_Records to use_:

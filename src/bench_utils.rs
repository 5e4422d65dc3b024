use rand::{Rng, SeedableRng, rngs::StdRng};

/// Synthetic directed edge list over nodes `0..node_count`.
#[derive(Clone, Debug)]
pub struct EdgeDataset {
    pub node_count: usize,
    pub edges: Vec<(u32, u32)>,
}

impl EdgeDataset {
    pub fn nodes(&self) -> usize {
        self.node_count
    }

    pub fn edges(&self) -> usize {
        self.edges.len()
    }

    pub fn out_degrees(&self) -> Vec<usize> {
        let mut counts = vec![0usize; self.node_count];
        for &(from, _) in &self.edges {
            counts[from as usize] += 1;
        }
        counts
    }

    pub fn in_degrees(&self) -> Vec<usize> {
        let mut counts = vec![0usize; self.node_count];
        for &(_, to) in &self.edges {
            counts[to as usize] += 1;
        }
        counts
    }

    pub fn hub_index(&self) -> usize {
        let mut best = (0usize, 0usize);
        for (idx, deg) in self.out_degrees().into_iter().enumerate() {
            if deg > best.0 {
                best = (deg, idx);
            }
        }
        best.1
    }

    /// Edges with nodes rendered as strings, the shape most callers cache.
    pub fn string_edges(&self) -> Vec<(String, String)> {
        self.edges
            .iter()
            .map(|&(from, to)| (node_name(from), node_name(to)))
            .collect()
    }
}

pub fn node_name(idx: u32) -> String {
    format!("n{idx}")
}

#[derive(Clone, Debug)]
pub enum GraphShape {
    Line,
    Star,
    RandomErdosRenyi { edges: usize },
    ScaleFree { m: usize },
}

/// Edges are emitted in generation order, not sorted, so that a node's
/// outgoing edges are interleaved with other nodes' edges.
pub fn generate_edges(shape: GraphShape, node_count: usize, seed: u64) -> EdgeDataset {
    assert!(node_count > 1, "node_count must exceed 1");
    let edges = match shape {
        GraphShape::Line => (0..node_count - 1).map(|idx| edge(idx, idx + 1)).collect(),
        GraphShape::Star => (1..node_count).map(|leaf| edge(0, leaf)).collect(),
        GraphShape::RandomErdosRenyi { edges } => generate_random_edges(node_count, edges, seed),
        GraphShape::ScaleFree { m } => generate_scale_free_edges(node_count, m, seed),
    };
    EdgeDataset { node_count, edges }
}

fn generate_random_edges(node_count: usize, edge_count: usize, seed: u64) -> Vec<(u32, u32)> {
    let mut rng = StdRng::seed_from_u64(seed);
    (0..edge_count)
        .map(|_| {
            let from = rng.gen_range(0..node_count);
            let to = rng.gen_range(0..node_count);
            edge(from, to)
        })
        .collect()
}

fn generate_scale_free_edges(node_count: usize, m: usize, seed: u64) -> Vec<(u32, u32)> {
    assert!(m > 0, "m must be positive");
    assert!(node_count > m + 1, "node_count must exceed m + 1");
    let mut rng = StdRng::seed_from_u64(seed);
    let mut degrees = vec![0usize; node_count];
    let mut edges = Vec::new();
    let seed_nodes = m + 1;
    for u in 0..seed_nodes {
        for v in (u + 1)..seed_nodes {
            edges.push(edge(u, v));
            degrees[u] += 1;
            degrees[v] += 1;
        }
    }
    let mut total_degree: usize = degrees.iter().sum();
    for new_node in seed_nodes..node_count {
        let mut targets = Vec::with_capacity(m);
        while targets.len() < m {
            let pick = rng.gen_range(0..total_degree);
            let mut cumulative = 0usize;
            for (candidate, degree) in degrees.iter().enumerate().take(new_node) {
                cumulative += degree;
                if pick < cumulative {
                    if !targets.contains(&candidate) {
                        targets.push(candidate);
                    }
                    break;
                }
            }
        }
        for target in targets {
            edges.push(edge(new_node, target));
            degrees[target] += 1;
            degrees[new_node] += 1;
            total_degree += 2;
        }
    }
    edges
}

fn edge(from: usize, to: usize) -> (u32, u32) {
    (from as u32, to as u32)
}
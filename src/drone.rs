//! Drone CI control through the `drone` command line client.

use async_trait::async_trait;
use std::fmt;
use std::path::PathBuf;
use std::time::Duration;
use tracing::{error, info, warn};

use crate::error::{Result, RhobotError};
use crate::report::parse_build_started;
use crate::utils::run_command;

/// A Drone server address and the token used against it
#[derive(Clone, PartialEq, Eq)]
pub struct DroneServer {
    pub url: String,
    pub token: String,
}

impl fmt::Debug for DroneServer {
    fn fmt(&self, f: &mut fmt::Formatter<'_>) -> fmt::Result {
        f.debug_struct("DroneServer")
            .field("url", &self.url)
            .finish_non_exhaustive()
    }
}

/// A repository's pipeline on a specific Drone server
#[derive(Debug, Clone, PartialEq, Eq)]
pub struct Pipeline {
    pub repository: String,
    pub server: DroneServer,
}

impl Pipeline {
    pub fn new(repository: &str, server: DroneServer) -> Self {
        Self {
            repository: repository.to_string(),
            server,
        }
    }
}

/// A specific build of a repository on Drone
#[derive(Debug, Clone, PartialEq, Eq)]
pub struct BuildRef {
    pub repository: String,
    pub number: u64,
}

impl fmt::Display for BuildRef {
    fn fmt(&self, f: &mut fmt::Formatter<'_>) -> fmt::Result {
        write!(f, "{}#{}", self.repository, self.number)
    }
}

/// Build parameters passed as `--param=KEY=VALUE`
pub type BuildParams = Vec<(String, String)>;

/// Operations on the external CI server.
#[async_trait]
pub trait BuildSystem: Send + Sync {
    /// Most recent build, optionally restricted to one trigger event.
    ///
    /// Fails with [`RhobotError::NoPreviousBuild`] when there is none.
    async fn last_build(&self, pipeline: &Pipeline, event: Option<&str>) -> Result<BuildRef>;

    async fn restart_build(&self, pipeline: &Pipeline, number: u64) -> Result<String>;

    async fn start_build(
        &self,
        pipeline: &Pipeline,
        number: u64,
        params: &BuildParams,
    ) -> Result<String>;

    async fn promote_build(
        &self,
        pipeline: &Pipeline,
        number: u64,
        target: &str,
        params: &BuildParams,
    ) -> Result<String>;
}

/// Parses the output of `drone build ls --format={{.Number}} --limit=1`.
pub fn parse_build_number(repository: &str, output: &str) -> Result<BuildRef> {
    let output = output.trim();
    if output.is_empty() {
        return Err(RhobotError::NoPreviousBuild {
            repository: repository.to_string(),
        });
    }

    let number = output
        .parse::<u64>()
        .map_err(|_| RhobotError::MalformedUpstreamOutput(output.to_string()))?;

    Ok(BuildRef {
        repository: repository.to_string(),
        number,
    })
}

/// Invokes the `drone` executable against the pipeline's server
#[derive(Debug, Clone)]
pub struct DroneCli {
    program: PathBuf,
    timeout: Duration,
}

impl DroneCli {
    pub fn new(program: impl Into<PathBuf>, timeout: Duration) -> Self {
        Self {
            program: program.into(),
            timeout,
        }
    }

    async fn run(&self, pipeline: &Pipeline, args: Vec<String>) -> Result<String> {
        let envs = [
            ("DRONE_SERVER", pipeline.server.url.as_str()),
            ("DRONE_TOKEN", pipeline.server.token.as_str()),
        ];
        run_command(&self.program, &args, envs, self.timeout)
            .await
            .map_err(|message| RhobotError::BuildDispatch {
                repository: pipeline.repository.clone(),
                message,
            })
    }
}

fn with_params(mut args: Vec<String>, params: &BuildParams) -> Vec<String> {
    args.extend(params.iter().map(|(k, v)| format!("--param={}={}", k, v)));
    args
}

#[async_trait]
impl BuildSystem for DroneCli {
    async fn last_build(&self, pipeline: &Pipeline, event: Option<&str>) -> Result<BuildRef> {
        let mut args = vec![
            "build".to_string(),
            "ls".to_string(),
            "--format={{.Number}}".to_string(),
            "--limit=1".to_string(),
        ];
        if let Some(event) = event {
            args.push(format!("--event={}", event));
        }
        args.push(pipeline.repository.clone());

        let output = self.run(pipeline, args).await?;
        parse_build_number(&pipeline.repository, &output)
    }

    async fn restart_build(&self, pipeline: &Pipeline, number: u64) -> Result<String> {
        let args = vec![
            "build".to_string(),
            "restart".to_string(),
            pipeline.repository.clone(),
            number.to_string(),
        ];
        self.run(pipeline, args).await
    }

    async fn start_build(
        &self,
        pipeline: &Pipeline,
        number: u64,
        params: &BuildParams,
    ) -> Result<String> {
        let args = vec![
            "build".to_string(),
            "start".to_string(),
            pipeline.repository.clone(),
            number.to_string(),
        ];
        self.run(pipeline, with_params(args, params)).await
    }

    async fn promote_build(
        &self,
        pipeline: &Pipeline,
        number: u64,
        target: &str,
        params: &BuildParams,
    ) -> Result<String> {
        let args = vec![
            "build".to_string(),
            "promote".to_string(),
            pipeline.repository.clone(),
            number.to_string(),
            target.to_string(),
        ];
        self.run(pipeline, with_params(args, params)).await
    }
}

/// Restarts the latest build of `pipeline`, returning drone's output.
pub async fn restart_latest(builds: &dyn BuildSystem, pipeline: &Pipeline) -> Result<String> {
    let last = builds.last_build(pipeline, None).await?;
    info!("Restarting {}", last);
    builds.restart_build(pipeline, last.number).await
}

/// Promotes the latest `event` build of `pipeline` and returns the new build.
pub async fn promote_latest(
    builds: &dyn BuildSystem,
    pipeline: &Pipeline,
    event: Option<&str>,
    target: &str,
    params: &BuildParams,
) -> Result<BuildRef> {
    let last = builds.last_build(pipeline, event).await?;
    info!("Promoting {} to {}", last, target);
    let output = builds
        .promote_build(pipeline, last.number, target, params)
        .await?;
    parse_build_started(&output)
}

/// Restarts the latest build of every pipeline in order.
///
/// A failure on one pipeline does not stop the others; each outcome is
/// logged and returned alongside its repository.
pub async fn restart_all(
    builds: &dyn BuildSystem,
    pipelines: &[Pipeline],
) -> Vec<(String, Result<String>)> {
    let mut outcomes = Vec::with_capacity(pipelines.len());
    for pipeline in pipelines {
        let outcome = restart_latest(builds, pipeline).await;
        match &outcome {
            Ok(output) => info!("Restarted {}: {}", pipeline.repository, output),
            Err(e @ RhobotError::NoPreviousBuild { .. }) => warn!("{}", e),
            Err(e) => error!("Restarting {} failed: {}", pipeline.repository, e),
        }
        outcomes.push((pipeline.repository.clone(), outcome));
    }
    outcomes
}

_Work item_:
In the records above, how many lines contain the word "timeout"? Give the number alone.

_Answer for this exercise_:
4